Dataset records:

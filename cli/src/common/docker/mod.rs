//! # dtool Docker Adapter
//!
//! File: cli/src/common/docker/mod.rs
//!
//! ## Overview
//!
//! Everything that talks to the Docker daemon lives here, behind the
//! `RuntimeClient` value. The rest of the crate only sees `ContainerRecord`s
//! and `DtoolError`s, never `bollard` models.
//!
//! ## Architecture
//!
//! - **`connect`**: `RuntimeClient` construction and the daemon health check.
//! - **`record`**: the `ContainerRecord` value type and its conversions from `bollard` models.
//! - **`state`**: read-only queries (`list_containers`, `get_container`).
//! - **`interaction`**: interactive shell hand-off and exec output streaming.
//!

/// `RuntimeClient` and the daemon ping.
pub mod connect;
/// Exec streaming and the interactive shell hand-off.
pub mod interaction;
/// Container record types populated at the adapter boundary.
pub mod record;
/// Container listing and inspection.
pub mod state;

pub use connect::RuntimeClient;
pub use interaction::ExecChunk;
pub use record::{ContainerRecord, ContainerStatus, ImageInfo, PortSpec};
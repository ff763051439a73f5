//! # dtool Common Utilities (`common`)
//!
//! File: cli/src/common/mod.rs
//!
//! ## Overview
//!
//! Shared building blocks used by the command handlers in `commands::`:
//!
//! - **`docker`**: the `RuntimeClient` adapter over `bollard` and the `ContainerRecord` model.
//! - **`filter`**: exact / regex filtering of container listings.
//! - **`ui`**: the container table and diagnostic panels.
//!
//! ```rust
//! use crate::common::{docker::RuntimeClient, filter, ui::table};
//!
//! # async fn run_example(client: &RuntimeClient, spec: &filter::FilterSpec) -> crate::core::error::Result<()> {
//! let records = client.list_containers(spec.include_stopped).await?;
//! let records = filter::filter_containers(records, spec)?;
//! print!("{}", table::render(&records));
//! # Ok(())
//! # }
//! ```
//!

/// Docker daemon adapter (`bollard`).
pub mod docker;
/// Container filtering by name or ID.
pub mod filter;
/// Terminal presentation (tables, panels).
pub mod ui;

* Exercise requirements *
What is needed is the number of lines above that include the string "interaction", and nothing else.

* Written answer *
3